___ Entries supplied ___
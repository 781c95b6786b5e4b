use std::sync::Arc;
use axum::extract::{Path, State};
use axum::response::Html;
use crate::models::app_state::AppState;
use crate::models::errors::AppError;
use crate::services::feedback::load_feedback_props;
use crate::services::render::FEEDBACK_DETAIL_PAGE;

pub async fn get_feedback(State(app_state): State<Arc<AppState>>, Path(id): Path<String>) -> Result<Html<String>, AppError> {
    let props = load_feedback_props(&id).await;
    let document = app_state.renderer.render_page(FEEDBACK_DETAIL_PAGE, &props)?;
    metrics::counter!("feedback_pages_rendered_total", "page" => "feedback_detail").increment(1);
    Ok(Html(document))
}
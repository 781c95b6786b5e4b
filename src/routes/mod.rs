pub mod asset_routes;
pub mod feedback_routes;
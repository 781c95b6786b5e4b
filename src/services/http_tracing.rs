use axum::body::Body;
use axum::http::Request;
use tower_http::trace::{DefaultOnResponse, HttpMakeClassifier, TraceLayer};
use tower_http::LatencyUnit;
use tracing::{info_span, Level, Span};
use uuid::Uuid;

/// One span per request, tagged with a fresh trace id; responses are logged
/// with their status and latency.
pub fn http_trace_layer() -> TraceLayer<HttpMakeClassifier, fn(&Request<Body>) -> Span> {
    TraceLayer::new_for_http()
        .make_span_with(request_span as fn(&Request<Body>) -> Span)
        .on_response(
            DefaultOnResponse::new()
                .level(Level::INFO)
                .latency_unit(LatencyUnit::Millis),
        )
}

fn request_span(request: &Request<Body>) -> Span {
    info_span!(
        "http_request",
        trace_id = %Uuid::new_v4(),
        method = %request.method(),
        path = %request.uri().path(),
        user_agent = ?request.headers().get("user-agent"),
    )
}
___
What is needed:
Which lines of the records above contain the word "AppError"? Report each one.

Answer:
use crate::models::errors::AppError;
pub async fn get_feedback(State(app_state): State<Arc<AppState>>, Path(id): Path<String>) -> Result<Html<String>, AppError> {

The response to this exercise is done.